The solutions were cast onto the surface of a stainless steel foil-heater. Details of the TDMS experiments performed with the aid of the reflectron type MS are described elsewhere [1]. UV-Vis spectra were registered with a UV-1800 spectrophotometer in the 190-800 nm wavelength range, the slit thickness used was 1 nm. The films for UV-Vis measurements were prepared by casting PMMA or PMMA-C6o solutions onto a quartz glass plate. Annealing of the samples was carried out at ~ 4 mbar in a Kendro Lab Products (Germany) vacuum oven.
The inset to Fig. 1 shows the full TD spectrum of MMA and the TD spectrum of toluene measured in TD experiments with the neat PMMA films cast from solution. It is seen that along with the main decomposition stage C, the decomposition pattern of PMMA contains two resolved low temperature stages (A and B) of MMA formation.

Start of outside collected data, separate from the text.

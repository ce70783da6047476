//! Social network clients and extractors used by harvest.
//!
//! Only the Twitter/X API v2 pipeline exists: the full-archive search client,
//! the "missing means empty" response extractors, and the pagination driver that
//! folds pages into one [`twitter::Aggregate`].
pub mod error;
pub mod twitter;

pub use error::SocialError;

Toluene removal from the film was almost completed at the onset of decomposition stage A. Stage C is interpreted to result from the dissociation of C-C bonds at random sites along the macromolecule. The low temperature stages (A and B) are usually interpreted to result from the decomposition of macromolecules initiated at defect sites along the chain [3]. The formation of the monomer in the low temperature range A can also be related to the depolymerization initiated at macroradicals, formed e.g. upon mechanical treatment or UV irradiation of the polymer [1,4].
F IG. 1. Low temperature range of the TD spectra of MMA for neat PMMA (curve 1), composite system PMMA-C60 after short, around 1 hour, (curve 2) and prolonged, around 24 hours, PMMA-C60 co-dissolution (curve 3). Curve 4 is the TD spectrum of the sediment of PMMA-C60 solution. The inset shows the full TD spectra of MMA for neat PMMA (thick line) and toluene (thin line). Arrows A, B and C show the characteristic features of TD spectrum of MMA (see text for details). Heating rate ~ 2 K-sec-1
Stage C for the composite does not differ from that of neat PMMA. As is seen from Fig. 1, the shape of TD stages A and B for the composite (curves 2, 3) differs strongly compared to that of the neat PMMA (curve 1). The shape of the spectra is determined by the preparation details of the composite film, e.g. by the duration of the initial solution preparation and the conditions of the drying of the films. Nonetheless, we can outline the characteristic features
of the TD spectral shape changes. The intensity of stage A tends to decrease in the case of the composite (curves 2 and 3) compared to neat PMMA (curve 1). Stage B tends to decrease and tail to lower temperatures nonmonotonically with regards to time of dissolution. In order to clarify the question regarding the thermally induced changes in the composite, we have registered UV-Vis spectra of the composite for different annealing regimes. The characteristic temperatures shown by thick vertical lines in Fig. 1 have been chosen. These temperatures are related to the conditions of partial and complete removal (see inset to Fig. 1) of the solvent from the films as well as to the temperatures related to decomposition processes initiated at different defect sites of the PMMA (stages A and B).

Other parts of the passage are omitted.